Assignment:
Below are the records; copy exactly the stretch from the line containing "to another workflow." through the line containing "snapshot was referenced", both ends included, and nothing else.

Supplied data Block Start

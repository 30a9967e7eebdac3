//! Error types for conductor-state.

use conductor_types::{SnapshotId, WorkflowId};
use conductor_validation::ValidationError;
use thiserror::Error;

/// Errors that can occur during state store operations.
#[derive(Debug, Error)]
pub enum StateError {
    /// No state is held for the workflow.
    #[error("workflow not found: {0}")]
    WorkflowNotFound(WorkflowId),

    /// Snapshot not found, or it belongs to another workflow.
    #[error("snapshot not found: {0}")]
    SnapshotNotFound(SnapshotId),

    /// No snapshot satisfies the restore strategy.
    #[error("no snapshot of {workflow_id} matches {strategy}")]
    NoMatchingSnapshot {
        workflow_id: WorkflowId,
        strategy: String,
    },

    /// The state failed validation.
    #[error(transparent)]
    Validation(#[from] ValidationError),

    /// Snapshot contents do not match their integrity hash.
    #[error("integrity check failed: expected {expected}, got {actual}")]
    IntegrityCheckFailed { expected: String, actual: String },

    /// Storage backend error.
    #[error("storage error: {0}")]
    Storage(String),

    /// Serialization error.
    #[error("serialization error: {0}")]
    Serialization(String),
}

impl StateError {
    /// Whether the error means an unknown workflow or snapshot was referenced
    pub fn is_not_found(&self) -> bool {
        matches!(
            self,
            Self::WorkflowNotFound(_) | Self::SnapshotNotFound(_) | Self::NoMatchingSnapshot { .. }
        )
    }
}

impl From<serde_json::Error> for StateError {
    fn from(e: serde_json::Error) -> Self {
        Self::Serialization(e.to_string())
    }
}

/// Result type for state operations.
pub type Result<T> = std::result::Result<T, StateError>;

Supplied data Block End

Exercise answer:
    /// Snapshot not found, or it belongs to another workflow.
    #[error("snapshot not found: {0}")]
    SnapshotNotFound(SnapshotId),

    /// No snapshot satisfies the restore strategy.
    #[error("no snapshot of {workflow_id} matches {strategy}")]
    NoMatchingSnapshot {
        workflow_id: WorkflowId,
        strategy: String,
    },

    /// The state failed validation.
    #[error(transparent)]
    Validation(#[from] ValidationError),

    /// Snapshot contents do not match their integrity hash.
    #[error("integrity check failed: expected {expected}, got {actual}")]
    IntegrityCheckFailed { expected: String, actual: String },

    /// Storage backend error.
    #[error("storage error: {0}")]
    Storage(String),

    /// Serialization error.
    #[error("serialization error: {0}")]
    Serialization(String),
}

impl StateError {
    /// Whether the error means an unknown workflow or snapshot was referenced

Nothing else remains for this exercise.